Sur Josué 7, 4-26

La défaite de la désobéissance

Stéphane Ancel

Josué, premier conquérant de la Terre Sainte, p. 113s

 

La ville de Jéricho prise, l’argent, l’or et les objets de bronze et de fer furent livrés au trésor de la maison de Dieu. Le second objectif de la conquête est maintenant la ville de Aï afin de s’assurer de la maîtrise de la région. Mais les conséquences de la prise de Jéricho n’étaient pas terminées car les Israélites se rendirent coupables d’une violation de l’anathème. Akân, de la tribu de Juda, prit ce qui tombait sous l’anathème, et la colère de Dieu s’enflamma contre les Israélites. Aussi l’assaut de Aï, bien que préparé avec soin, est un échec, et le peuple perdit cœur et son courage fondit.

Nous assistons alors à l’une des cènes les plus personnelles et les plus touchantes de ce que nous dévoilent les auteurs bibliques sur Josué ; peut-être là plus qu’ailleurs, il prend la mesure de Moïse. Respectant les règles les plus strictes du deuil ou de la contrition, il déchire ses vêtements, se répand de la poussière sur la tête. En même temps, il se prosterne face contre terre devant l’Arche de Dieu jusqu’au soir. Sa plainte, celle de ses épaules, qui, parce qu’il est humain, plient sous le poids de la responsabilité, rappelle celle de Moïse après le terrible épisode du Veau d’or alors que Dieu venait d’annoncer l’extermination du peuple pour faire renaître une grande nation.

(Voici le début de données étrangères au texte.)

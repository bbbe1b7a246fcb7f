//! Error types for recordstore
//!
//! Provides a unified error type for all operations. A missing record is
//! not an error: lookups return `Option` and deletes return `bool`.

use thiserror::Error;

/// Result type alias using StoreError
pub type Result<T> = std::result::Result<T, StoreError>;

/// Unified error type for recordstore operations
#[derive(Debug, Error)]
pub enum StoreError {
    // -------------------------------------------------------------------------
    // I/O Errors
    // -------------------------------------------------------------------------
    #[error("IO error: {0}")]
    Io(#[from] std::io::Error),

    // -------------------------------------------------------------------------
    // Encoding Errors
    // -------------------------------------------------------------------------
    #[error("Field {field} is {len} bytes, slot capacity is {max}")]
    FieldOverflow {
        field: &'static str,
        len: usize,
        max: usize,
    },

    #[error("Invalid timestamp: {0}")]
    InvalidTimestamp(String),

    // -------------------------------------------------------------------------
    // Storage Errors
    // -------------------------------------------------------------------------
    #[error("Corrupted slot: {0}")]
    Corruption(String),

    // -------------------------------------------------------------------------
    // Configuration Errors
    // -------------------------------------------------------------------------
    #[error("Configuration error: {0}")]
    Config(String),
}
//! Backend abstraction - Multi-backend support
//!
//! NdArray (CPU) is always compiled in. CUDA is available with the `cuda`
//! feature. Entry points take an explicit [`ComputeBackend`] and resolve it
//! once with [`resolve`].

use burn::backend::Autodiff;
use serde::{Deserialize, Serialize};
use tracing::{info, warn};

/// CPU backend
pub type CpuBackend = burn_ndarray::NdArray;

/// Autodiff CPU backend for training
pub type TrainingBackend = Autodiff<CpuBackend>;

#[cfg(feature = "cuda")]
pub type GpuBackend = burn_cuda::Cuda;

#[cfg(feature = "cuda")]
pub type GpuTrainingBackend = Autodiff<GpuBackend>;

/// Backend requested by the caller
#[derive(Debug, Clone, Copy, PartialEq, Eq, Default, Serialize, Deserialize, clap::ValueEnum)]
#[serde(rename_all = "lowercase")]
pub enum ComputeBackend {
    /// GPU when compiled in and detected, CPU otherwise
    #[default]
    Auto,
    Cpu,
    Gpu,
}

/// Backend actually used after resolution
#[derive(Debug, Clone, Copy, PartialEq, Eq)]
pub enum ResolvedBackend {
    Cpu,
    #[cfg(feature = "cuda")]
    Gpu,
}

impl ResolvedBackend {
    pub fn name(&self) -> &'static str {
        match self {
            ResolvedBackend::Cpu => "NdArray (CPU)",
            #[cfg(feature = "cuda")]
            ResolvedBackend::Gpu => "CUDA (GPU)",
        }
    }
}

/// Whether this build carries an accelerator backend
pub fn gpu_compiled() -> bool {
    cfg!(feature = "cuda")
}

/// Name of the first NVIDIA GPU reported by `nvidia-smi`, if any
pub fn detect_gpu() -> Option<String> {
    let output = std::process::Command::new("nvidia-smi")
        .args(["--query-gpu=name", "--format=csv,noheader"])
        .output()
        .ok()?;

    if !output.status.success() {
        return None;
    }
    let stdout = String::from_utf8_lossy(&output.stdout);
    let name = stdout.lines().next()?.trim();
    if name.is_empty() {
        None
    } else {
        Some(name.to_string())
    }
}

/// Pick the backend for `requested`. Never fails: a missing GPU falls back to CPU.
pub fn resolve(requested: ComputeBackend) -> ResolvedBackend {
    let resolved = match requested {
        ComputeBackend::Cpu => ResolvedBackend::Cpu,
        ComputeBackend::Auto => gpu_if_available().unwrap_or(ResolvedBackend::Cpu),
        ComputeBackend::Gpu => gpu_if_available().unwrap_or_else(|| {
            warn!("GPU backend requested but unavailable, falling back to CPU");
            ResolvedBackend::Cpu
        }),
    };
    info!("Using backend: {}", resolved.name());
    resolved
}

#[cfg(feature = "cuda")]
fn gpu_if_available() -> Option<ResolvedBackend> {
    detect_gpu().map(|_| ResolvedBackend::Gpu)
}

#[cfg(not(feature = "cuda"))]
fn gpu_if_available() -> Option<ResolvedBackend> {
    None
}
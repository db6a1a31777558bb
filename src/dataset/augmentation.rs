//! Training-time augmentation.
//!
//! Only geometric transforms are applied: a random horizontal flip followed by
//! a small random rotation. They run on the resized image, before
//! normalization, and never on validation or inference inputs.

use burn::config::Config;
use image::{Rgb, RgbImage};
use rand::Rng;
use rand_chacha::ChaCha8Rng;

/// Configuration for data augmentation
#[derive(Config, Debug)]
pub struct AugmentationConfig {
    /// Probability of applying horizontal flip (0.0 - 1.0)
    #[config(default = "0.5")]
    pub horizontal_flip_prob: f32,
    /// Maximum rotation angle in degrees (applies ±rotation_degrees)
    #[config(default = "10.0")]
    pub rotation_degrees: f32,
}

impl AugmentationConfig {
    /// Disable all augmentations
    pub fn none() -> Self {
        Self::new()
            .with_horizontal_flip_prob(0.0)
            .with_rotation_degrees(0.0)
    }

    pub fn is_enabled(&self) -> bool {
        self.horizontal_flip_prob > 0.0 || self.rotation_degrees > 0.0
    }
}

/// Image augmenter that applies random transformations
#[derive(Clone, Debug)]
pub struct Augmenter {
    config: AugmentationConfig,
}

impl Augmenter {
    pub fn new(config: AugmentationConfig) -> Self {
        Self { config }
    }

    pub fn config(&self) -> &AugmentationConfig {
        &self.config
    }

    /// Flip then rotate, drawing every decision from `rng`
    pub fn augment(&self, img: RgbImage, rng: &mut ChaCha8Rng) -> RgbImage {
        let mut result = img;

        if rng.gen::<f32>() < self.config.horizontal_flip_prob {
            result = image::imageops::flip_horizontal(&result);
        }

        if self.config.rotation_degrees > 0.0 {
            let angle = rng.gen_range(-self.config.rotation_degrees..=self.config.rotation_degrees);
            result = rotate(&result, angle);
        }

        result
    }
}

/// Rotate around the image center with nearest-neighbour sampling.
/// Pixels that fall outside the source are filled with black.
fn rotate(img: &RgbImage, angle_degrees: f32) -> RgbImage {
    if angle_degrees.abs() < 1e-3 {
        return img.clone();
    }

    let (width, height) = img.dimensions();
    let angle_rad = angle_degrees.to_radians();
    let (sin_a, cos_a) = angle_rad.sin_cos();

    let cx = (width as f32 - 1.0) / 2.0;
    let cy = (height as f32 - 1.0) / 2.0;

    RgbImage::from_fn(width, height, |x, y| {
        let dx = x as f32 - cx;
        let dy = y as f32 - cy;

        let src_x = (cx + dx * cos_a + dy * sin_a).round();
        let src_y = (cy - dx * sin_a + dy * cos_a).round();

        if src_x < 0.0 || src_y < 0.0 || src_x >= width as f32 || src_y >= height as f32 {
            Rgb([0, 0, 0])
        } else {
            *img.get_pixel(src_x as u32, src_y as u32)
        }
    })
}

La rhétorique est bien huilée puisqu’on retrouve ce genre de supplique chez les prophètes, eux qui furent pris entre plusieurs feux, sans y être préparés, ni même l’ayant désiré. Josué marche ici dans les pas de Moïse ; deux événements se font constamment écho : la sortie d’Egypte et le passage du Jourdain. Au-delà de de la construction d’un peuple, nous sommes encore dans la définition de Dieu, c’est-à-dire les contours de son pouvoir sur la scène historique. Ce qui se dessine est clair : Dieu est désormais lié par son alliance. Si Dieu n’accorde pas à son peuple la victoire lors de la conquête, c’est son alliance qu’il n’honore plus. Perdre devant Aï au terme de la seconde bataille est inconcevable : si le nom d’Israël est effacé, c’est le nom même de Dieu, son existence aux yeux du monde, qui sera effacé. La ville fut investie, Josué respectant le commandement de Dieu : Tends vers Aï le sabre que tu as en main, car c’est en ta main que je vais livrer la ville. Et Josué ne ramena pas la main étendue avec le sabre jusqu’à ce qu’il eût voué à l’anathème tous les habitants, établissant une étroite corrélation entre ce geste de la main et l’accomplissement du commandement divin, geste qui est la garantie du succès.